Data supplied: Begin
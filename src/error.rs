//! Error types
//!
//! The core pipeline reports [`StrategyError`]; the scanner client reports
//! [`FetchError`]. Both are plain values for the caller to surface or skip.

use rust_decimal::Decimal;
use thiserror::Error;

/// Failures of the pure grid-strategy pipeline
#[derive(Debug, Clone, PartialEq, Eq, Error)]
pub enum StrategyError {
    #[error("cannot convert '{field}' to decimal: {reason}")]
    Conversion { field: String, reason: String },

    #[error("price must be positive, got {0}")]
    InvalidPrice(Decimal),

    #[error("invalid {name}: {value}")]
    InvalidInput { name: &'static str, value: Decimal },

    #[error("total volume is zero, weighted ATR is unavailable")]
    VolumeUnavailable,

    #[error("decimal overflow while computing {stage}")]
    Overflow { stage: &'static str },
}

impl StrategyError {
    pub(crate) fn conversion(field: impl Into<String>, reason: impl Into<String>) -> Self {
        StrategyError::Conversion {
            field: field.into(),
            reason: reason.into(),
        }
    }

    pub(crate) fn overflow(stage: &'static str) -> Self {
        StrategyError::Overflow { stage }
    }
}

/// Failures while fetching indicator data from the scanner
#[derive(Debug, Error)]
pub enum FetchError {
    #[error("HTTP request failed: {0}")]
    Http(#[from] reqwest::Error),

    #[error("scanner returned status {status}: {body}")]
    Status { status: u16, body: String },

    #[error("failed to decode scanner response: {0}")]
    Decode(#[from] serde_json::Error),

    #[error("symbol {0} not found on scanner")]
    SymbolNotFound(String),
}
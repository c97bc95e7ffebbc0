pub mod grid;
pub mod screen;
//! True range and volume-weighted ATR
//!
//! Decimal versions of the classic range indicators. The weighted ATR takes
//! any number of bar series (one per interval) and weights every bar's true
//! range by its own volume.

use rust_decimal::Decimal;

use crate::error::StrategyError;
use crate::OhlcvBar;

/// True range of a bar given the previous bar's close
///
/// Without a previous close only `high - low` is available.
pub fn bar_true_range(bar: &OhlcvBar, prev_close: Option<Decimal>) -> Decimal {
    let hl = bar.high - bar.low;
    match prev_close {
        Some(pc) => {
            let hc = (bar.high - pc).abs();
            let lc = (bar.low - pc).abs();
            hl.max(hc).max(lc)
        }
        None => hl,
    }
}

/// Calculate True Range for a series ordered oldest to newest
pub fn true_range(bars: &[OhlcvBar]) -> Vec<Decimal> {
    let mut tr = Vec::with_capacity(bars.len());
    let mut prev_close = None;

    for bar in bars {
        tr.push(bar_true_range(bar, prev_close));
        prev_close = Some(bar.close);
    }

    tr
}

/// Volume-weighted ATR over several bar series
///
/// `sum(tr_i * volume_i) / sum(volume_i)` across every bar of every series.
/// Each series is ranged independently, so the first bar of each one has no
/// previous close. A single bar with positive volume therefore yields exactly
/// `high - low`.
///
/// Returns [`StrategyError::VolumeUnavailable`] when the total volume is zero,
/// which keeps "no volume" distinct from a genuine zero-range reading, and
/// [`StrategyError::Overflow`] when a product or sum leaves the decimal range.
pub fn weighted_atr<'a, I>(series: I) -> Result<Decimal, StrategyError>
where
    I: IntoIterator<Item = &'a [OhlcvBar]>,
{
    let overflow = || StrategyError::overflow("atr");
    let mut weighted_sum = Decimal::ZERO;
    let mut total_volume = Decimal::ZERO;

    for bars in series {
        for (tr, bar) in true_range(bars).into_iter().zip(bars) {
            weighted_sum = tr
                .checked_mul(bar.volume)
                .and_then(|w| weighted_sum.checked_add(w))
                .ok_or_else(overflow)?;
            total_volume = total_volume
                .checked_add(bar.volume)
                .ok_or_else(overflow)?;
        }
    }

    if total_volume.is_zero() {
        return Err(StrategyError::VolumeUnavailable);
    }

    weighted_sum.checked_div(total_volume).ok_or_else(overflow)
}
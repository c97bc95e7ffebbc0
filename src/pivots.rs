//! Classic floor-trader pivot points

use rust_decimal::Decimal;
use rust_decimal_macros::dec;
use serde::{Deserialize, Serialize};

use crate::error::StrategyError;

/// Seven-level pivot ladder derived from one high/low/close triple
#[derive(Debug, Clone, Copy, PartialEq, Eq, Serialize, Deserialize)]
pub struct PivotLevels {
    pub pivot: Decimal,
    pub r1: Decimal,
    pub r2: Decimal,
    pub r3: Decimal,
    pub s1: Decimal,
    pub s2: Decimal,
    pub s3: Decimal,
}

impl PivotLevels {
    /// Calculate the ladder
    ///
    /// ```text
    /// pivot = (high + low + close) / 3
    /// r1 = 2*pivot - low          s1 = 2*pivot - high
    /// r2 = pivot + (high - low)   s2 = pivot - (high - low)
    /// r3 = high + 2*(pivot - low) s3 = low - 2*(high - pivot)
    /// ```
    ///
    /// Fails with [`StrategyError::Overflow`] when a level leaves the decimal range.
    pub fn calculate(high: Decimal, low: Decimal, close: Decimal) -> Result<Self, StrategyError> {
        let pivot = div(add(add(high, low)?, close)?, dec!(3))?;
        let range = sub(high, low)?;
        let twice_pivot = mul(dec!(2), pivot)?;

        Ok(PivotLevels {
            pivot,
            r1: sub(twice_pivot, low)?,
            s1: sub(twice_pivot, high)?,
            r2: add(pivot, range)?,
            s2: sub(pivot, range)?,
            r3: add(high, mul(dec!(2), sub(pivot, low)?)?)?,
            s3: sub(low, mul(dec!(2), sub(high, pivot)?)?)?,
        })
    }

    /// Levels from lowest to highest: S3, S2, S1, P, R1, R2, R3
    pub fn ladder(&self) -> [(&'static str, Decimal); 7] {
        [
            ("S3", self.s3),
            ("S2", self.s2),
            ("S1", self.s1),
            ("Pivot", self.pivot),
            ("R1", self.r1),
            ("R2", self.r2),
            ("R3", self.r3),
        ]
    }

    /// `s3 <= s2 <= s1 <= pivot <= r1 <= r2 <= r3`
    ///
    /// Holds whenever the close lies inside `[low, high]`.
    pub fn is_monotonic(&self) -> bool {
        self.ladder().windows(2).all(|w| w[0].1 <= w[1].1)
    }
}

fn add(a: Decimal, b: Decimal) -> Result<Decimal, StrategyError> {
    a.checked_add(b).ok_or(StrategyError::overflow("pivots"))
}

fn sub(a: Decimal, b: Decimal) -> Result<Decimal, StrategyError> {
    a.checked_sub(b).ok_or(StrategyError::overflow("pivots"))
}

fn mul(a: Decimal, b: Decimal) -> Result<Decimal, StrategyError> {
    a.checked_mul(b).ok_or(StrategyError::overflow("pivots"))
}

fn div(a: Decimal, b: Decimal) -> Result<Decimal, StrategyError> {
    a.checked_div(b).ok_or(StrategyError::overflow("pivots"))
}
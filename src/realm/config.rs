//! Server configuration.

use std::path::PathBuf;

/// Default bibliography file name inside each realm directory.
pub const DEFAULT_BIB_FILE: &str = "references.bib";

/// Realm used when a request names none.
pub const DEFAULT_REALM: &str = "default";

/// Configuration for the realm registry.
#[derive(Debug, Clone)]
pub struct ServerConfig {
    /// Root directory; each realm lives in a subdirectory named after it.
    pub data_dir: PathBuf,

    /// Bibliography file name inside each realm directory.
    pub bib_file: String,

    /// Realm for requests that do not name one.
    pub default_realm: String,

    /// Record changes in the realm's git work tree.
    pub commit: bool,

    /// Push after each commit.
    pub push: bool,
}

impl ServerConfig {
    /// Create a config rooted at `data_dir` with defaults for everything else.
    pub fn new(data_dir: PathBuf) -> Self {
        Self {
            data_dir,
            bib_file: DEFAULT_BIB_FILE.to_string(),
            default_realm: DEFAULT_REALM.to_string(),
            commit: true,
            push: true,
        }
    }

    /// Set the bibliography file name.
    pub fn with_bib_file(mut self, name: impl Into<String>) -> Self {
        self.bib_file = name.into();
        self
    }

    /// Set the default realm.
    pub fn with_default_realm(mut self, realm: impl Into<String>) -> Self {
        self.default_realm = realm.into();
        self
    }

    /// Write files only, never touch git.
    pub fn without_commit(mut self) -> Self {
        self.commit = false;
        self
    }

    /// Commit locally but never push.
    pub fn without_push(mut self) -> Self {
        self.push = false;
        self
    }

    /// Directory of a (validated) realm.
    pub fn realm_dir(&self, realm: &str) -> PathBuf {
        self.data_dir.join(realm)
    }
}

impl Default for ServerConfig {
    fn default() -> Self {
        let data_dir = directories::ProjectDirs::from("org", "bibsync", "bibsync")
            .map(|d| d.data_dir().to_path_buf())
            .unwrap_or_else(|| PathBuf::from(".bibsync"));

        Self::new(data_dir)
    }
}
Data supplied: End
- About this exercise
Check every line of the entries above, and copy those that carry the string "series".

- Answer to this task
//! any number of bar series (one per interval) and weights every bar's true
/// Calculate True Range for a series ordered oldest to newest
/// Volume-weighted ATR over several bar series
/// `sum(tr_i * volume_i) / sum(volume_i)` across every bar of every series.
/// Each series is ranged independently, so the first bar of each one has no
pub fn weighted_atr<'a, I>(series: I) -> Result<Decimal, StrategyError>
    for bars in series {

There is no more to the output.